Entre le choix d’un sujet et son écriture, il se passe un laps de temps, une durée, une incubation plus ou moins longue suivant les gens, et c’est peut-être le plus douloureux moment, la partie la plus pénible du labeur. Il y a là une attente et un malaise intolérables. Rien ne vient, il faut s’arracher de l’esprit des idées qui n’existaient pas et dompter l’apathie du cerveau.
L’isolement, la concentration sont bénéfiques à ce grand effort. On songe, on s’absorbe. Si la vision tarde, ne vous découragez pas. reprenez-la le lendemain et du fait d’y avoir réfléchi la veille, elle apparaît souvent plus nette. On recommence et on note à mesure. Plus le sujet sera loin de vos habitudes et de votre tournure d’esprit, plus il vous faudra de travail et de volonté. Portez en vous votre sujet, portez-le longtemps, portez-le partout. Il finira par venir à vous.

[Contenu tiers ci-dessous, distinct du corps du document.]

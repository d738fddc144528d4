//! Bounded admission for image tasks.
//!
//! A [`ConcurrencyLimiter`] is a counting gate of width *K*: at most K
//! admitted futures run at once and the next queued one is admitted as soon
//! as a slot frees. Admission is FIFO because permits are taken by the
//! submitting caller, in submission order, from tokio's fair semaphore.
//! Completion order is unconstrained.
//!
//! Each batch gets its own limiter. Permits are owned by the spawned task
//! and released when it ends (including by panic), so running several waves
//! through one limiter never leaks slots from one wave into the next.

use futures::future::join_all;
use std::future::Future;
use std::sync::Arc;
use tokio::sync::Semaphore;
use tokio::task::{JoinError, JoinHandle};

#[derive(Debug, Clone)]
pub struct ConcurrencyLimiter {
    permits: Arc<Semaphore>,
    width: usize,
}

impl ConcurrencyLimiter {
    /// A limiter admitting `width` concurrent tasks (at least one).
    pub fn new(width: usize) -> Self {
        let width = width.max(1);
        Self {
            permits: Arc::new(Semaphore::new(width)),
            width,
        }
    }

    pub fn width(&self) -> usize {
        self.width
    }

    /// Slots currently free.
    pub fn available(&self) -> usize {
        self.permits.available_permits()
    }

    /// Run `fut` on the current task once a slot is free.
    pub async fn run<F>(&self, fut: F) -> F::Output
    where
        F: Future,
    {
        // The semaphore is never closed, so acquisition cannot fail; if it
        // somehow did, running unthrottled beats dropping the work.
        let _permit = self.permits.acquire().await.ok();
        fut.await
    }

    /// Wait for a free slot, then spawn `fut` holding it.
    ///
    /// Returns once the task is admitted, not once it finishes.
    pub async fn spawn<F>(&self, fut: F) -> JoinHandle<F::Output>
    where
        F: Future + Send + 'static,
        F::Output: Send + 'static,
    {
        let permit = Arc::clone(&self.permits).acquire_owned().await.ok();
        tokio::spawn(async move {
            let _permit = permit;
            fut.await
        })
    }

    /// Admit every future in order and wait for all of them.
    ///
    /// Results come back in submission order; a panicking future surfaces as
    /// its `JoinError` without disturbing the others.
    pub async fn run_all<I, F>(&self, futures: I) -> Vec<Result<F::Output, JoinError>>
    where
        I: IntoIterator<Item = F>,
        F: Future + Send + 'static,
        F::Output: Send + 'static,
    {
        let mut handles = Vec::new();
        for fut in futures {
            handles.push(self.spawn(fut).await);
        }
        join_all(handles).await
    }
}
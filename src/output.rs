//! Result types: per-image outcomes, the batch response, background reports.

use crate::error::ImageError;
use crate::pipeline::classify::{classify, Classification};
use serde::{Deserialize, Serialize};

/// Decoded size and classification of an image.
#[derive(Debug, Clone, Copy, PartialEq, Eq, Serialize, Deserialize)]
pub struct ImageMetadata {
    pub width: u32,
    pub height: u32,
    pub classification: Classification,
}

impl ImageMetadata {
    pub fn from_dimensions((width, height): (u32, u32)) -> Self {
        Self {
            width,
            height,
            classification: classify(width, height),
        }
    }
}

/// How a single task ended.
#[derive(Debug, Clone, PartialEq, Eq, Serialize, Deserialize)]
#[serde(tag = "status", content = "error", rename_all = "lowercase")]
pub enum TaskStatus {
    /// The artifact already existed; nothing was fetched or written.
    Skipped,
    /// Fetched, transformed and persisted.
    Processed,
    /// Isolated failure; siblings are unaffected.
    Failed(ImageError),
}

/// Result of running one image task.
///
/// A task never propagates an error past its own boundary; failures are
/// stored in `status` so callers aggregate rather than abort.
#[derive(Debug, Clone, Serialize, Deserialize)]
pub struct ImageOutcome {
    /// Position in the batch (0-based).
    pub index: usize,
    pub filename: String,
    pub public_url: String,
    #[serde(flatten)]
    pub status: TaskStatus,
    /// Only populated when the caller asked for metadata.
    #[serde(skip_serializing_if = "Option::is_none")]
    pub metadata: Option<ImageMetadata>,
}

impl ImageOutcome {
    pub fn is_success(&self) -> bool {
        !matches!(self.status, TaskStatus::Failed(_))
    }

    pub fn is_skipped(&self) -> bool {
        matches!(self.status, TaskStatus::Skipped)
    }

    pub fn error(&self) -> Option<&ImageError> {
        match &self.status {
            TaskStatus::Failed(e) => Some(e),
            _ => None,
        }
    }

    pub fn height(&self) -> Option<u32> {
        self.metadata.map(|m| m.height)
    }

    pub fn classification(&self) -> Option<Classification> {
        self.metadata.map(|m| m.classification)
    }
}

/// Batch-level reading mode, fixed once the first image completes.
#[derive(Debug, Clone, Copy, PartialEq, Eq, Serialize, Deserialize)]
#[serde(rename_all = "lowercase")]
pub enum BatchMode {
    Webtoon,
    Paged,
    /// The first image succeeded but its size could not be read.
    Unknown,
}

/// Upstream chapter descriptor echoed back in chapter-mode responses.
#[derive(Debug, Clone, PartialEq, Eq, Serialize, Deserialize)]
pub struct ChapterData {
    pub hash: String,
    pub data: Vec<String>,
}

/// The response handed to the HTTP layer.
///
/// `processed_images` lists the final public URL of **every** image in the
/// batch, not just the disclosed ones: URLs are stable and resolve once
/// processing completes.
#[derive(Debug, Clone, Serialize, Deserialize)]
#[serde(rename_all = "camelCase")]
pub struct BatchResponse {
    pub result: String,
    pub processed_images: Vec<String>,
    pub message: String,
    #[serde(skip_serializing_if = "Option::is_none")]
    pub failed_images: Option<Vec<String>>,
    /// Chapter mode only: the site origin that replaces the upstream node.
    #[serde(skip_serializing_if = "Option::is_none")]
    pub base_url: Option<String>,
    /// Chapter mode only.
    #[serde(skip_serializing_if = "Option::is_none")]
    pub chapter: Option<ChapterData>,
    /// Not serialised; lets embedders inspect how the batch was split.
    #[serde(skip)]
    pub summary: DisclosureSummary,
}

/// How the dispatcher split a batch.
#[derive(Debug, Clone, Default, PartialEq, Eq)]
pub struct DisclosureSummary {
    pub total: usize,
    pub disclosed: usize,
    pub background: usize,
    pub cumulative_height: u64,
    pub mode: Option<BatchMode>,
}

/// Message telling the caller how many pages are ready.
pub fn disclosure_message(disclosed: usize) -> String {
    format!("Images are being processed. The first {disclosed} page(s) are ready.")
}

/// Aggregate of a finished background wave.
#[derive(Debug, Clone, Default, PartialEq, Eq, Serialize, Deserialize)]
pub struct WaveReport {
    pub total: usize,
    pub processed: usize,
    pub skipped: usize,
    /// `(filename, error)` for every failed image.
    pub failed: Vec<(String, ImageError)>,
}

impl WaveReport {
    pub fn from_outcomes<'a>(outcomes: impl IntoIterator<Item = &'a ImageOutcome>) -> Self {
        let mut report = WaveReport::default();
        for outcome in outcomes {
            report.total += 1;
            match &outcome.status {
                TaskStatus::Skipped => report.skipped += 1,
                TaskStatus::Processed => report.processed += 1,
                TaskStatus::Failed(e) => report.failed.push((outcome.filename.clone(), e.clone())),
            }
        }
        report
    }
}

On conçoit que l’inspiration soit toujours un effort, puisqu’elle est une création. La verve vient ordinairement par l’application, par la concentration et non au hasard et par fantaisie. Il faut, en un mot, se monter l’imagination et la sensibilité.

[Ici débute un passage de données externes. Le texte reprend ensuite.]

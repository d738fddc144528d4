//! Pipeline stages for a single page image.
//!
//! Each submodule implements exactly one step; [`task`] strings them together
//! into the per-image state machine the dispatcher schedules.
//!
//! ## Data Flow
//!
//! ```text
//! path ──▶ cache ──(miss)──▶ fetch ──▶ classify ──▶ transform ──▶ cache
//! (URL)   (probe)            (HTTP)    (h/w>1.6)    (trim+WebP)   (persist)
//! ```
//!
//! 1. [`path`]      — map a source URL or chapter/filename pair onto a
//!    collision-free, escaped cache path and public URL; pure, no I/O
//! 2. [`cache`]     — existence probe, metadata records, atomic persist,
//!    served-artifact lookup
//! 3. [`fetch`]     — GET with a same-origin `Referer`; the only stage with
//!    network I/O
//! 4. [`classify`]  — webtoon vs. paged by aspect ratio
//! 5. [`transform`] — trim white margins and re-encode paged images; runs in
//!    `spawn_blocking` because decoding and WebP encoding are CPU-bound
//! 6. [`task`]      — the state machine tying the above together

pub mod cache;
pub mod classify;
pub mod fetch;
pub mod path;
pub mod task;
pub mod transform;
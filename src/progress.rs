//! Progress-callback trait for per-image pipeline events.
//!
//! Inject an [`Arc<dyn ProxyProgressCallback>`] via
//! [`crate::config::ProxyConfigBuilder::progress_callback`] to receive
//! real-time events as the dispatcher works through a batch.
//!
//! # Why callbacks instead of channels?
//!
//! The callback approach is the least-invasive integration point: callers can
//! forward events to a metrics sink, a log line or a terminal progress bar
//! without the library knowing anything about how the host application
//! communicates. The trait is `Send + Sync` because images are processed
//! concurrently inside `tokio::spawn`ed tasks, including after the batch
//! response has already been returned.
//!
//! # Example
//!
//! ```rust
//! use panel_proxy::{ProxyConfig, ProxyProgressCallback};
//! use std::sync::{Arc, atomic::{AtomicUsize, Ordering}};
//!
//! struct CountingCallback {
//!     failed: AtomicUsize,
//! }
//!
//! impl ProxyProgressCallback for CountingCallback {
//!     fn on_image_error(&self, index: usize, total: usize, error: &str) {
//!         self.failed.fetch_add(1, Ordering::SeqCst);
//!         eprintln!("image {}/{} failed: {}", index + 1, total, error);
//!     }
//! }
//!
//! let config = ProxyConfig::builder()
//!     .progress_callback(Arc::new(CountingCallback { failed: AtomicUsize::new(0) }))
//!     .build()
//!     .unwrap();
//! ```

use crate::output::WaveReport;
use std::sync::Arc;

/// Called by the pipeline as it processes each image.
///
/// All methods have default no-op implementations so callers only override
/// what they care about. Methods may be called concurrently from different
/// worker threads; protect shared state accordingly.
pub trait ProxyProgressCallback: Send + Sync {
    /// Called once per batch before the first image starts.
    fn on_batch_start(&self, total_images: usize) {
        let _ = total_images;
    }

    /// Called when a task leaves the pending state.
    ///
    /// `index` is 0-based.
    fn on_image_start(&self, index: usize, total_images: usize) {
        let _ = (index, total_images);
    }

    /// Called when a task finishes without error.
    ///
    /// `skipped` is true when the artifact was already cached.
    fn on_image_complete(&self, index: usize, total_images: usize, skipped: bool) {
        let _ = (index, total_images, skipped);
    }

    /// Called when a task fails.
    fn on_image_error(&self, index: usize, total_images: usize, error: &str) {
        let _ = (index, total_images, error);
    }

    /// Called right before the batch response is returned.
    fn on_disclosed(&self, disclosed: usize, total_images: usize) {
        let _ = (disclosed, total_images);
    }

    /// Called when the detached background wave has drained.
    fn on_background_complete(&self, report: &WaveReport) {
        let _ = report;
    }
}

/// A no-op implementation for callers that don't need progress events.
pub struct NoopProgressCallback;

impl ProxyProgressCallback for NoopProgressCallback {}

/// Convenience alias matching the type stored in [`crate::config::ProxyConfig`].
pub type ProgressCallback = Arc<dyn ProxyProgressCallback>;

#[cfg(test)]
mod tests {
    use super::*;
    use std::sync::atomic::{AtomicUsize, Ordering};

    #[derive(Default)]
    struct TrackingCallback {
        starts: AtomicUsize,
        completes: AtomicUsize,
        skips: AtomicUsize,
        errors: AtomicUsize,
        disclosed: AtomicUsize,
    }

    impl ProxyProgressCallback for TrackingCallback {
        fn on_image_start(&self, _index: usize, _total: usize) {
            self.starts.fetch_add(1, Ordering::SeqCst);
        }

        fn on_image_complete(&self, _index: usize, _total: usize, skipped: bool) {
            self.completes.fetch_add(1, Ordering::SeqCst);
            if skipped {
                self.skips.fetch_add(1, Ordering::SeqCst);
            }
        }

        fn on_image_error(&self, _index: usize, _total: usize, _error: &str) {
            self.errors.fetch_add(1, Ordering::SeqCst);
        }

        fn on_disclosed(&self, disclosed: usize, _total: usize) {
            self.disclosed.store(disclosed, Ordering::SeqCst);
        }
    }

    #[test]
    fn noop_callback_does_not_panic() {
        let cb = NoopProgressCallback;
        cb.on_batch_start(5);
        cb.on_image_start(0, 5);
        cb.on_image_complete(0, 5, false);
        cb.on_image_error(1, 5, "boom");
        cb.on_disclosed(2, 5);
        cb.on_background_complete(&WaveReport::default());
    }

    #[test]
    fn tracking_callback_receives_events() {
        let tracker = TrackingCallback::default();

        tracker.on_image_start(0, 3);
        tracker.on_image_complete(0, 3, false);
        tracker.on_image_start(1, 3);
        tracker.on_image_complete(1, 3, true);
        tracker.on_image_start(2, 3);
        tracker.on_image_error(2, 3, "HTTP 404");
        tracker.on_disclosed(2, 3);

        assert_eq!(tracker.starts.load(Ordering::SeqCst), 3);
        assert_eq!(tracker.completes.load(Ordering::SeqCst), 2);
        assert_eq!(tracker.skips.load(Ordering::SeqCst), 1);
        assert_eq!(tracker.errors.load(Ordering::SeqCst), 1);
        assert_eq!(tracker.disclosed.load(Ordering::SeqCst), 2);
    }

    #[test]
    fn arc_dyn_callback_works() {
        let cb: ProgressCallback = Arc::new(NoopProgressCallback);
        cb.on_batch_start(10);
        cb.on_image_complete(3, 10, true);
    }
}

On a plus ou moins d’imagination, mais on peut toujours aiguiser, développer, perfectionner la part qui nous revient.
Votre imagination reste-t-elle froide, nourrissez-la d’excitants ; lisez des choses qui se rapportent à votre sujet. Voulez-vous peindre une forêt que vous n’avez pas sous vos yeux ? Lisez, pour vous mettre en train, la description de la forêt de Fontainebleau, dans L’Éducation sentimentale de Flaubert, celle des Goncourt dans Manette Salomon, le Voyage aux Pyrénées de Taine, des auteurs plus contemporains aussi. Réveillez par la lecture votre imagination assoupie ; ce procédé réussit toujours.
Que de fois ne vous est-il pas arrivé d’être sans idée dans le cerveau, à ne plus savoir si vous êtes capable de sentir quoi que ce soit ! Parmi les excitateurs et les modificateurs imaginatifs, il n’en est pas de meilleur que la lecture, parce qu’elle a cet avantage qu’elle s’adapte à nos exigences et que nous pouvons choisir les pages dont nous voulons nous aider.
Vous passez au coin d’une rue, une musique s’élève ; vous sortez d’un concert ; vous venez de voir un paysage, et tout à coup les idées s’éveillent, l’imagination change d’état et de disposition. Un rien suffit à modifier notre être mental ou intellectuel. La culture de l’imagination est d’une importance extrême. Il faut qu’elle soit permanente, entretenue, suivie, car tout dépend d’elle, La sensibilité elle-même, au point de vue littéraire, n’est que l’art de se rendre ému par l’imagination.
Qu’est-ce que l’imagination ? Le pouvoir de se représenter les objets sous forme de tableaux et avec leurs détails.
La mémoire entre bien pour moitié dans l’imagination littéraire. Faites, au mois d’août, une description d’une chute de neige. C’est la mémoire qui entre en jeu. Vous décrirez ce que vous avez vu ; vous évoquerez par le souvenir.
Notre esprit est un fond photographique où demeure peint, plus ou moins longtemps, tout ce que nous avons vu. C’est un trésor qui s’accumule sans cesse et où nous allons puiser. Il faut donc enrichir, autant qu’on le peut, ce trésor ; bien regarder ce qu’on voit, noter ce qui frappe, observer en détail, relever les circonstances, emmagasiner et fixer ses sensations de tout ordre, nature, caractère, art, en se disant que c’est là qu’on ira puiser, et que tous ces éléments, c’est l’activité de la mémoire qui les combinera sous le nom d’imagination.